Varianti per Matta Regolarità Special 50 (1967):

rapporto di compressione 8:1, carburatore Dell’Orto MB 20A, diametro diffusore 20 mm, getto max 105, getto min 50, valvola del gas 50, polverizzatore 260, spillo conico E1 alla seconda tacca, filtro aria F11, vite aria aperta di giri 1 ¼. Cambio a 6 marce comandato a pedale sulla destra. Cerchi in acciaio 2 ¼x19”ant e 2 ¼x17” post con pneumatici 2,50-19 ant e 3,00-17 post. Dimensioni (in mm) e peso: lunghezza 1.840, interasse 1.200, larghezza manubrio 820, altezza max 1.050, altezza sella 790, altezza pedane 270, luce a terra 230, peso a vuoto 78 kg. Prestazioni: velocità max 40 km/h, consumo 1 litro per 50 km, autonomia 450 km.

Varianti per modello Competizione:

rapporto di compressione 12:1, potenza max 7 CV a 9.000 giri, anticipo d’accensione 27°, velocità max 85 km/h, consumo 1 litro per 35 km, pendenza max superabile al limite del ribaltamento.

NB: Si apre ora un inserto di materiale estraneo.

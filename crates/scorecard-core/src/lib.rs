//! # scorecard-core
//!
//! Deterministic engine for rubric scoring of long-form documents.
//!
//! This crate owns everything that does not talk to the network:
//! - Sentence segmentation and a BM25 lexical index over the sentences
//! - Token-budgeted evidence selection per criterion
//! - Rubric loading and validation
//! - Verdict parsing with pattern-extraction and sentinel fallbacks
//! - Weighted aggregation into a report
//!
//! ## Key Guarantees
//!
//! 1. **Deterministic**: same document and query always yield the same evidence
//! 2. **No LLM calls**: the scoring oracle lives in `scorecard-runtime`
//! 3. **Total**: every criterion ends with exactly one verdict
//!
//! ## Example
//!
//! ```rust,ignore
//! use scorecard_core::{segment, Aggregator, EvidenceSelector, LexicalIndex, Rubric};
//!
//! let rubric = Rubric::from_file("rubric.json")?;
//! let index = LexicalIndex::new(segment(&document_text));
//! let selector = EvidenceSelector::default();
//!
//! for (id, criterion) in rubric.criteria() {
//!     let bundle = selector.select(&index, &criterion.text);
//!     println!("{}:\n{}", id, bundle);
//! }
//! ```

pub mod aggregator;
pub mod evidence;
pub mod index;
pub mod report;
pub mod rubric;
pub mod segmenter;
pub mod text;
pub mod verdict;

// Re-export main types at crate root
pub use aggregator::{round2, Aggregator, WeightTable};
pub use evidence::{
    get_evidence, EvidenceBundle, EvidenceEntry, EvidenceSelector, DEFAULT_EVIDENCE_K,
    DEFAULT_EVIDENCE_TOKEN_BUDGET,
};
pub use index::LexicalIndex;
pub use report::{DimensionScore, DimensionScores, Report};
pub use rubric::{dimension_of, Criterion, Dimension, Rubric, RubricError, ScoringAnchors};
pub use segmenter::{segment, Segmenter, Sentence};
pub use text::{
    default_token_counter, BigramTermTokenizer, Cl100kTokenCounter, HeuristicTokenCounter,
    JiebaTermTokenizer, TermTokenizer, TokenCounter,
};
pub use verdict::{parse_verdict, Verdict, VerdictStatus, MAX_SCORE, MIN_SCORE};

use thiserror::Error;

/// Errors raised by the core engine.
#[derive(Error, Debug)]
pub enum CoreError {
    #[error("Rubric error: {0}")]
    Rubric(#[from] RubricError),

    #[error("Invalid weight table: {0}")]
    InvalidWeights(String),

    #[error("Tokenizer unavailable: {0}")]
    Tokenizer(String),
}
//! Rubric parsing and validation.
//!
//! A rubric is an ordered list of dimensions, each holding scorable criteria.
//! This module handles parsing YAML/JSON rubrics and validating them.

mod parser;

pub use parser::{
    dimension_of, Criterion, Dimension, Rubric, RubricError, ScoringAnchor, ScoringAnchors,
};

Varianti per Matacross Special 50 (1971):

capacità serbatoio 11 litri, carburatore MB 18A, diametro diffusore 18 mm, cambio a 4 rapporti (a 6 rapporti a richiesta), corona posteriore da 54 denti. Peso a vuoto 75 kg. Dimensioni (in mm) e peso*: lunghezza 1.875, interasse 1.165, larghezza 800, larghezza manubrio 800, altezza 1.060, altezza sella 755, altezza pedane 305, luce a terra 200, peso a vuoto 80 kg (37 ant + 43 post). * Valori rilevati oggi.